The sudden arrest in April of several score Cuban human-rights activists, dissidents, independent journalists, and librarians, followed rapidly by their sentencing to long terms in prison and, only a few days later, by the summary execution of three men who had attempted to hijack a ferry to Florida—all this has served to remind us that quite apart from China, Iran, Syria, North Korea, and Zimbabwe, Fidel Castro’s police state in the Caribbean remains one of the world’s most repressive regimes.

Given the fact that these events occurred at the very moment when both the media and American foreign policy were focused almost wholly on Iraq, they might seem to have been purposely timed to take advantage of the world’s momentary distraction. In fact, however, Castro’s actions may have been motivated by precisely the opposite consideration: namely, a desire to make sure that he was not being forgotten. As one of the regime’s highest ranking defectors remarked to me at the time, “this creates a crisis, the thing Fidel likes best.” Lending credibility to this interpretation was the fact that the arrests and executions coincided with the annual sitting of the United Nations Human Rights Commission in Geneva, thus giving a resolution against Cuba a much higher-than-usual chance of passing—which it duly did.

The purported justification for the crackdown was that a handful of pro-democracy activists—all of them civilians, and most of them living a precarious existence—were somehow threatening Cuba’s “national sovereignty.” At the “trials”—closed to foreign diplomats or journalists, and with only the prosecutors and Cuban intelligence agents permitted to speak—the proof of guilt was said to consist in the fact that some of these unfortunates had had the temerity to meet with James Cason, the head of the U.S. interests bureau in Havana, or his staff.
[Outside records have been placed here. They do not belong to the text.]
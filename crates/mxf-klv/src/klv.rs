//! KLV packet codec (§3 KLV Packet, §4.3).

use crate::Result;
use mxf_core::byteio::{BerLength, ReadSeek, WriteSeek};
use mxf_core::Ul;
use std::io::{Read, Seek, SeekFrom, Write};

/// A parsed `Key(16) · Length(BER) · Value(Length bytes)` header. `Value` is
/// fetched lazily via [`KlvHeader::read_value`] so large essence packets are
/// never double-buffered.
#[derive(Debug, Clone, Copy)]
pub struct KlvHeader {
    pub key: Ul,
    pub length: u64,
    /// Absolute byte offset of the KLV key (this packet's start).
    pub packet_offset: u64,
    /// Absolute byte offset of the first value byte.
    pub value_offset: u64,
}

impl KlvHeader {
    /// Offset of the first byte after this packet's value.
    pub fn end_offset(&self) -> u64 {
        self.value_offset + self.length
    }

    /// Read the Key+BER-Length header at the reader's current position.
    pub fn read(r: &mut dyn ReadSeek) -> Result<Self> {
        let packet_offset = r.stream_position()?;
        let mut key = [0u8; 16];
        r.read_exact(&mut key)?;
        let (length, _) = BerLength::read(r)?;
        let value_offset = r.stream_position()?;
        Ok(Self { key: Ul::new(key), length, packet_offset, value_offset })
    }

    /// Read the full value into an owned buffer. Callers streaming large
    /// essence frames should prefer seeking to `value_offset` and reading in
    /// chunks instead.
    pub fn read_value(&self, r: &mut dyn ReadSeek) -> Result<Vec<u8>> {
        r.seek(SeekFrom::Start(self.value_offset))?;
        let mut buf = vec![0u8; self.length as usize];
        r.read_exact(&mut buf)?;
        Ok(buf)
    }

    /// Seek past this packet's value, to the next KLV.
    pub fn skip(&self, r: &mut dyn ReadSeek) -> Result<()> {
        r.seek(SeekFrom::Start(self.end_offset()))?;
        Ok(())
    }
}

/// Write `key · BER(payload.len()) · payload`, returning the absolute offset
/// at which the packet began (callers capture this for `ThisPartition` /
/// index `StreamOffset` bookkeeping).
pub fn write_klv(w: &mut dyn WriteSeek, key: &Ul, payload: &[u8]) -> Result<u64> {
    let packet_offset = w.stream_position()?;
    w.write_all(key.as_bytes())?;
    BerLength::write(w, payload.len() as u64)?;
    w.write_all(payload)?;
    Ok(packet_offset)
}

/// Write `key · <reserved 8-byte BER of zero> ·` with no value yet, returning
/// `(packet_offset, length_field_offset)`. Used by the clip-wrap writer so
/// the BER length can be backpatched once the total payload size is known
/// (§4.9 — the 8-byte BER form is mandatory there because it must be
/// backpatchable).
pub fn write_klv_reserved_length(w: &mut dyn WriteSeek, key: &Ul) -> Result<(u64, u64)> {
    let packet_offset = w.stream_position()?;
    w.write_all(key.as_bytes())?;
    let length_field_offset = w.stream_position()?;
    BerLength::write_fixed(w, 0, 8)?;
    Ok((packet_offset, length_field_offset))
}

/// Backpatch a reserved 8-byte BER length field written by
/// [`write_klv_reserved_length`].
pub fn backpatch_length(w: &mut dyn WriteSeek, length_field_offset: u64, length: u64) -> Result<()> {
    let current = w.stream_position()?;
    w.seek(SeekFrom::Start(length_field_offset))?;
    BerLength::write_fixed(w, length, 8)?;
    w.seek(SeekFrom::Start(current))?;
    Ok(())
}

#[cfg(test)]
mod tests {
    use super::*;
    use std::io::Cursor;

    fn test_key() -> Ul {
        Ul::new([0x06, 0x0E, 0x2B, 0x34, 1, 2, 3, 4, 5, 6, 7, 8, 9, 10, 11, 12])
    }

    #[test]
    fn roundtrip_plain_klv() {
        let mut buf = Cursor::new(Vec::new());
        let key = test_key();
        let off = write_klv(&mut buf, &key, b"hello world").unwrap();
        assert_eq!(off, 0);

        let mut cur = Cursor::new(buf.into_inner());
        let hdr = KlvHeader::read(&mut cur).unwrap();
        assert_eq!(hdr.key, key);
        assert_eq!(hdr.length, 11);
        assert_eq!(hdr.read_value(&mut cur).unwrap(), b"hello world");
    }

    #[test]
    fn reserved_length_backpatch() {
        let mut buf = Cursor::new(Vec::new());
        let key = test_key();
        let (packet_offset, len_off) = write_klv_reserved_length(&mut buf, &key).unwrap();
        assert_eq!(packet_offset, 0);
        buf.get_mut().extend_from_slice(b"0123456789");
        backpatch_length(&mut buf, len_off, 10).unwrap();

        let mut cur = Cursor::new(buf.into_inner());
        let hdr = KlvHeader::read(&mut cur).unwrap();
        assert_eq!(hdr.length, 10);
        assert_eq!(hdr.read_value(&mut cur).unwrap(), b"0123456789");
    }

    #[test]
    fn skip_advances_to_next_packet() {
        let mut buf = Cursor::new(Vec::new());
        let key = test_key();
        write_klv(&mut buf, &key, b"first").unwrap();
        write_klv(&mut buf, &key, b"second").unwrap();

        let mut cur = Cursor::new(buf.into_inner());
        let first = KlvHeader::read(&mut cur).unwrap();
        first.skip(&mut cur).unwrap();
        let second = KlvHeader::read(&mut cur).unwrap();
        assert_eq!(second.read_value(&mut cur).unwrap(), b"second");
    }

    proptest::proptest! {
        #[test]
        fn klv_roundtrips_for_any_payload(payload in proptest::collection::vec(proptest::prelude::any::<u8>(), 0..4096)) {
            let mut buf = Cursor::new(Vec::new());
            let key = test_key();
            write_klv(&mut buf, &key, &payload).unwrap();

            let mut cur = Cursor::new(buf.into_inner());
            let hdr = KlvHeader::read(&mut cur).unwrap();
            proptest::prop_assert_eq!(hdr.key, key);
            proptest::prop_assert_eq!(hdr.length, payload.len() as u64);
            proptest::prop_assert_eq!(hdr.read_value(&mut cur).unwrap(), payload);
        }
    }
}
They not only had allegedly received books and short-wave radios from these persons but also—here, supposedly, was the smoking gun—had been allowed to use the mission’s fax machine and Internet connection, two items not normally accessible to Cuban civilians.
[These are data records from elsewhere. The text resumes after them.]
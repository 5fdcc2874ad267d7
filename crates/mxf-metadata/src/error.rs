//! Errors for the interchange object graph (§7: AS02Format and friends).

use thiserror::Error;

#[derive(Debug, Error)]
pub enum Error {
    #[error("core error: {0}")]
    Core(#[from] mxf_core::Error),

    #[error("klv error: {0}")]
    Klv(#[from] mxf_klv::Error),

    #[error("property {0:?} has the wrong wire type for this accessor")]
    WrongWireType(mxf_core::Ul),

    #[error("property {0:?} is not set")]
    PropertyMissing(mxf_core::Ul),

    #[error("unknown property name {0:?}")]
    UnknownPropertyName(String),

    #[error("reference to InstanceUID {0} does not resolve to any object in the arena")]
    DanglingReference(uuid::Uuid),

    #[error("mandatory header metadata object missing: {0}")]
    As02Format(String),
}

pub type Result<T> = std::result::Result<T, Error>;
Needless to say, it is altogether inconceivable that some 70 individuals from many different parts of Cuba, many of them no doubt unknown to each other, could have imperiled the island’s established order. Still, currents are running there that warrant a closer look.



More than a decade after the collapse of its Soviet ally, the regime of Fidel Castro is, in many respects, more powerful than ever before. This is due in part to a new investment law that has made possible joint ventures with foreign partners (Canadian, Mexican, and European) and opened the island to as much as $2 billion a year in foreign tourism. It is also due in part to virtual gifts of oil from the Cuban dictator’s new best friend, Venezuelan president Hugo Chavez.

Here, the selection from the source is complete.